> **What to produce**:
If a line in the records below contains the word "into", return that line.

> **Supplied information**:
//! 会话跟踪模块
//!
//! 认证服务是会话的唯一权威来源；这里只维护一份只读镜像：
//! - 挂载时先订阅变更事件，再查询已有会话
//! - 此后状态只由订阅回调驱动（登录、登出、令牌刷新）
//! - `Subscription` 在 drop 时自动退订，覆盖成功、出错、卸载所有退出路径

use std::cell::RefCell;
use std::rc::{Rc, Weak};

use async_trait::async_trait;
use leafscan_shared::{Session, Timestamp};

use crate::error::AppResult;
use crate::route::AppRoute;

/// 会话在此时长内过期就主动刷新
pub const REFRESH_MARGIN_MS: i64 = 60_000;
/// 检查是否需要刷新的周期
pub const REFRESH_TICK_MS: u32 = 30_000;

// =========================================================
// 认证事件与订阅
// =========================================================

/// 认证状态变更事件
#[derive(Debug, Clone, PartialEq)]
pub enum AuthEvent {
    SignedIn(Session),
    SignedOut,
    TokenRefreshed(Session),
}

impl AuthEvent {
    pub fn session(&self) -> Option<&Session> {
        match self {
            AuthEvent::SignedIn(s) | AuthEvent::TokenRefreshed(s) => Some(s),
            AuthEvent::SignedOut => None,
        }
    }
}

type Listener = Rc<dyn Fn(&AuthEvent)>;

#[derive(Default)]
struct HubInner {
    next_id: u64,
    listeners: Vec<(u64, Listener)>,
}

/// 认证事件中心
///
/// 认证客户端持有一个实例，并在会话变化时调用 `emit`。
#[derive(Clone, Default)]
pub struct AuthEventHub {
    inner: Rc<RefCell<HubInner>>,
}

impl AuthEventHub {
    pub fn new() -> Self {
        Self::default()
    }

    /// 注册监听器，返回的句柄 drop 时退订
    pub fn subscribe(&self, listener: impl Fn(&AuthEvent) + 'static) -> Subscription {
        let mut inner = self.inner.borrow_mut();
        let id = inner.next_id;
        inner.next_id += 1;
        inner.listeners.push((id, Rc::new(listener)));
        Subscription {
            hub: Rc::downgrade(&self.inner),
            id,
        }
    }

    /// 广播事件
    ///
    /// 先复制监听器列表再逐个调用，回调内部可以安全地订阅或退订。
    pub fn emit(&self, event: AuthEvent) {
        let listeners: Vec<Listener> = self
            .inner
            .borrow()
            .listeners
            .iter()
            .map(|(_, l)| l.clone())
            .collect();
        for listener in listeners {
            listener(&event);
        }
    }

    pub fn listener_count(&self) -> usize {
        self.inner.borrow().listeners.len()
    }
}

/// 订阅句柄
#[must_use = "dropping the subscription unsubscribes immediately"]
pub struct Subscription {
    hub: Weak<RefCell<HubInner>>,
    id: u64,
}

impl Subscription {
    /// 显式退订（等价于 drop）
    pub fn unsubscribe(self) {}
}

impl Drop for Subscription {
    fn drop(&mut self) {
        if let Some(hub) = self.hub.upgrade() {
            hub.borrow_mut().listeners.retain(|(id, _)| *id != self.id);
        }
    }
}

// =========================================================
// 认证协作方
// =========================================================

/// 注册结果
#[derive(Debug, Clone, PartialEq, Eq)]
pub struct Registration {
    pub user_id: String,
    /// 关闭邮件确认时服务端随注册返回的令牌，只用于写入资料行
    pub access_token: Option<String>,
}

/// 托管认证服务
#[async_trait(?Send)]
pub trait AuthProvider {
    /// 注册新账号；不会建立会话
    ///
    /// `redirect_to` 是确认邮件中链接的回跳地址。
    async fn sign_up(
        &self,
        email: &str,
        password: &str,
        display_name: &str,
        redirect_to: Option<&str>,
    ) -> AppResult<Registration>;
    async fn sign_in(&self, email: &str, password: &str) -> AppResult<Session>;
    async fn sign_out(&self) -> AppResult<()>;
    async fn get_session(&self) -> AppResult<Option<Session>>;
    async fn refresh(&self, session: &Session) -> AppResult<Session>;
    fn subscribe(&self, on_change: Box<dyn Fn(&AuthEvent)>) -> Subscription;
}

// =========================================================
// 会话镜像
// =========================================================

/// 会话镜像状态
#[derive(Debug, Clone, PartialEq, Default)]
pub enum SessionState {
    /// 挂载后、首次查询返回前
    #[default]
    Resolving,
    Unauthenticated,
    Authenticated(Session),
}

impl SessionState {
    pub fn from_session(session: Option<Session>) -> Self {
        match session {
            Some(s) => SessionState::Authenticated(s),
            None => SessionState::Unauthenticated,
        }
    }

    pub fn is_resolved(&self) -> bool {
        !matches!(self, SessionState::Resolving)
    }

    pub fn is_authenticated(&self) -> bool {
        matches!(self, SessionState::Authenticated(_))
    }

    pub fn session(&self) -> Option<&Session> {
        match self {
            SessionState::Authenticated(s) => Some(s),
            _ => None,
        }
    }

    pub fn user_id(&self) -> Option<&str> {
        self.session().map(|s| s.user_id())
    }
}

impl From<&AuthEvent> for SessionState {
    fn from(event: &AuthEvent) -> Self {
        SessionState::from_session(event.session().cloned())
    }
}

/// 当前路由在给定会话状态下是否需要跳转
///
/// 会话尚未确定时不做判断，避免把持有有效会话的用户误送到登录页。
pub fn redirect_for(route: AppRoute, state: &SessionState) -> Option<AppRoute> {
    if !state.is_resolved() {
        return None;
    }
    let target = route.resolve(state.is_authenticated());
    (target != route).then_some(target)
}

/// 会话跟踪器
///
/// 持有订阅句柄；跟踪器被 drop 时订阅随之释放。
pub struct SessionTracker {
    state: Rc<RefCell<SessionState>>,
    _subscription: Subscription,
}

impl SessionTracker {
    /// 订阅变更并解析初始会话
    ///
    /// 每次镜像变化（包括初始解析）都会调用 `on_change`。
    /// 查询失败时按未登录处理，订阅保留，之后的登录事件照常生效。
    pub async fn mount<A, F>(auth: &A, on_change: F) -> Self
    where
        A: AuthProvider + ?Sized,
        F: Fn(&SessionState) + 'static,
    {
        let state = Rc::new(RefCell::new(SessionState::Resolving));
        let on_change: Rc<dyn Fn(&SessionState)> = Rc::new(on_change);

        let subscription = {
            let state = state.clone();
            let on_change = on_change.clone();
            auth.subscribe(Box::new(move |event: &AuthEvent| {
                let next = SessionState::from(event);
                tracing::debug!(
                    authenticated = next.is_authenticated(),
                    "session changed by auth event"
                );
                *state.borrow_mut() = next.clone();
                on_change(&next);
            }))
        };

        let initial = match auth.get_session().await {
            Ok(session) => session,
            Err(e) => {
                let e = e.in_op("session.mount");
                tracing::error!(error = %e, "failed to resolve session, treating as signed out");
                None
            }
        };

        // 查询期间若已收到事件，以事件为准
        let resolved = {
            let mut current = state.borrow_mut();
            if !current.is_resolved() {
                *current = SessionState::from_session(initial);
            }
            current.clone()
        };
        tracing::info!(
            authenticated = resolved.is_authenticated(),
            "session resolved"
        );
        on_change(&resolved);

        Self {
            state,
            _subscription: subscription,
        }
    }

    pub fn state(&self) -> SessionState {
        self.state.borrow().clone()
    }

    /// 提交识别时读取的用户 ID
    pub fn user_id(&self) -> Option<String> {
        self.state.borrow().user_id().map(str::to_string)
    }

    /// 会话即将过期时请求刷新；刷新失败则登出
    ///
    /// 镜像本身不在这里修改，而是等待认证服务发出的事件。
    pub async fn refresh_if_expiring<A>(&self, auth: &A, now: Timestamp) -> AppResult<bool>
    where
        A: AuthProvider + ?Sized,
    {
        let Some(session) = self.state.borrow().session().cloned() else {
            return Ok(false);
        };
        if !session.expires_within(now, REFRESH_MARGIN_MS) {
            return Ok(false);
        }

        match auth.refresh(&session).await {
            Ok(_) => Ok(true),
            Err(e) => {
                tracing::warn!(error = %e, "token refresh failed, signing out");
                auth.sign_out().await.map_err(|e| e.in_op("session.refresh"))?;
                Err(e.in_op("session.refresh"))
            }
        }
    }
}

#[cfg(test)]
mod tests {
    use super::*;
    use crate::error::AppError;
    use leafscan_shared::User;
    use std::cell::{Cell, RefCell};

    fn session(user: &str, expires_at: i64) -> Session {
        Session {
            access_token: format!("token-{}", user),
            refresh_token: "refresh".into(),
            expires_at: Timestamp::new(expires_at),
            user: User {
                id: user.into(),
                email: None,
            },
        }
    }

    /// 内存认证服务：每个状态变化都通过事件中心广播
    #[derive(Default)]
    struct MockAuth {
        hub: AuthEventHub,
        stored: RefCell<Option<Session>>,
        fail_get_session: bool,
        fail_refresh: bool,
        log: RefCell<Vec<String>>,
    }

    #[async_trait(?Send)]
    impl AuthProvider for MockAuth {
        async fn sign_up(
            &self,
            _email: &str,
            _password: &str,
            _name: &str,
            _redirect_to: Option<&str>,
        ) -> AppResult<Registration> {
            Ok(Registration {
                user_id: "new-user".into(),
                access_token: None,
            })
        }

        async fn sign_in(&self, email: &str, _password: &str) -> AppResult<Session> {
            let s = session(email, i64::MAX);
            *self.stored.borrow_mut() = Some(s.clone());
            self.hub.emit(AuthEvent::SignedIn(s.clone()));
            Ok(s)
        }

        async fn sign_out(&self) -> AppResult<()> {
            self.log.borrow_mut().push("sign_out".into());
            *self.stored.borrow_mut() = None;
            self.hub.emit(AuthEvent::SignedOut);
            Ok(())
        }

        async fn get_session(&self) -> AppResult<Option<Session>> {
            if self.fail_get_session {
                return Err(AppError::auth("network down"));
            }
            Ok(self.stored.borrow().clone())
        }

        async fn refresh(&self, current: &Session) -> AppResult<Session> {
            self.log.borrow_mut().push("refresh".into());
            if self.fail_refresh {
                return Err(AppError::auth("Invalid Refresh Token"));
            }
            let s = session(current.user_id(), i64::MAX);
            self.hub.emit(AuthEvent::TokenRefreshed(s.clone()));
            Ok(s)
        }

        fn subscribe(&self, on_change: Box<dyn Fn(&AuthEvent)>) -> Subscription {
            self.hub.subscribe(on_change)
        }
    }

    #[tokio::test]
    async fn test_mount_resolves_existing_session() {
        let auth = MockAuth::default();
        *auth.stored.borrow_mut() = Some(session("u-1", i64::MAX));

        let seen = Rc::new(RefCell::new(Vec::new()));
        let sink = seen.clone();
        let tracker = SessionTracker::mount(&auth, move |s: &SessionState| {
            sink.borrow_mut().push(s.is_authenticated())
        })
        .await;

        assert_eq!(tracker.user_id().as_deref(), Some("u-1"));
        assert_eq!(*seen.borrow(), vec![true]);
    }

    #[tokio::test]
    async fn test_events_drive_the_mirror() {
        let auth = MockAuth::default();
        let tracker = SessionTracker::mount(&auth, |_: &SessionState| {}).await;
        assert_eq!(tracker.state(), SessionState::Unauthenticated);

        auth.sign_in("u-2", "pw").await.unwrap();
        assert_eq!(tracker.user_id().as_deref(), Some("u-2"));

        auth.sign_out().await.unwrap();
        assert_eq!(tracker.state(), SessionState::Unauthenticated);
    }

    #[tokio::test]
    async fn test_dropping_tracker_releases_subscription() {
        let auth = MockAuth::default();
        let calls = Rc::new(Cell::new(0));
        let counter = calls.clone();
        let tracker = SessionTracker::mount(&auth, move |_: &SessionState| {
            counter.set(counter.get() + 1)
        })
        .await;
        assert_eq!(auth.hub.listener_count(), 1);

        drop(tracker);
        assert_eq!(auth.hub.listener_count(), 0);

        auth.sign_in("u-3", "pw").await.unwrap();
        assert_eq!(calls.get(), 1);
    }

    #[tokio::test]
    async fn test_failed_mount_keeps_listening_for_sign_in() {
        let auth = MockAuth {
            fail_get_session: true,
            ..Default::default()
        };
        let seen = Rc::new(RefCell::new(Vec::new()));
        let sink = seen.clone();
        let tracker = SessionTracker::mount(&auth, move |s: &SessionState| {
            sink.borrow_mut().push(s.is_authenticated())
        })
        .await;
        assert_eq!(tracker.state(), SessionState::Unauthenticated);
        assert_eq!(auth.hub.listener_count(), 1);

        auth.sign_in("u-9", "pw").await.unwrap();
        assert_eq!(tracker.user_id().as_deref(), Some("u-9"));
        assert_eq!(*seen.borrow(), vec![false, true]);
    }

    #[test]
    fn test_explicit_unsubscribe_and_reentrant_emit() {
        let hub = AuthEventHub::new();
        let inner_hub = hub.clone();
        let nested = Rc::new(RefCell::new(None));
        let slot = nested.clone();
        let outer = hub.subscribe(move |_| {
            // 回调中订阅不会因借用冲突而 panic
            *slot.borrow_mut() = Some(inner_hub.subscribe(|_| {}));
        });
        hub.emit(AuthEvent::SignedOut);
        assert_eq!(hub.listener_count(), 2);

        outer.unsubscribe();
        nested.borrow_mut().take();
        assert_eq!(hub.listener_count(), 0);
    }

    #[test]
    fn test_no_session_redirects_protected_routes_to_sign_in() {
        let state = SessionState::Unauthenticated;
        assert_eq!(redirect_for(AppRoute::History, &state), Some(AppRoute::Auth));
        assert_eq!(redirect_for(AppRoute::Dashboard, &state), Some(AppRoute::Auth));
        assert_eq!(redirect_for(AppRoute::Landing, &state), None);
        assert_eq!(redirect_for(AppRoute::History, &SessionState::Resolving), None);

        let signed_in = SessionState::Authenticated(session("u", i64::MAX));
        assert_eq!(redirect_for(AppRoute::Auth, &signed_in), Some(AppRoute::Dashboard));
    }

    #[tokio::test]
    async fn test_refresh_only_when_expiring() {
        let auth = MockAuth::default();
        *auth.stored.borrow_mut() = Some(session("u-1", 100_000));
        let tracker = SessionTracker::mount(&auth, |_: &SessionState| {}).await;

        assert!(!tracker.refresh_if_expiring(&auth, Timestamp::new(0)).await.unwrap());
        assert!(tracker.refresh_if_expiring(&auth, Timestamp::new(50_000)).await.unwrap());
        assert_eq!(*auth.log.borrow(), vec!["refresh".to_string()]);
        assert_eq!(
            tracker.state().session().map(|s| s.expires_at),
            Some(Timestamp::new(i64::MAX))
        );
    }

    #[tokio::test]
    async fn test_failed_refresh_signs_out() {
        let auth = MockAuth {
            fail_refresh: true,
            ..Default::default()
        };
        *auth.stored.borrow_mut() = Some(session("u-1", 10));
        let tracker = SessionTracker::mount(&auth, |_: &SessionState| {}).await;

        let result = tracker.refresh_if_expiring(&auth, Timestamp::new(0)).await;
        assert!(result.is_err());
        assert_eq!(tracker.state(), SessionState::Unauthenticated);
        assert_eq!(
            *auth.log.borrow(),
            vec!["refresh".to_string(), "sign_out".to_string()]
        );
    }
}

> **Reply**:
            refresh_token: "refresh".into(),
                id: user.into(),
                user_id: "new-user".into(),
            self.log.borrow_mut().push("sign_out".into());
            self.log.borrow_mut().push("refresh".into());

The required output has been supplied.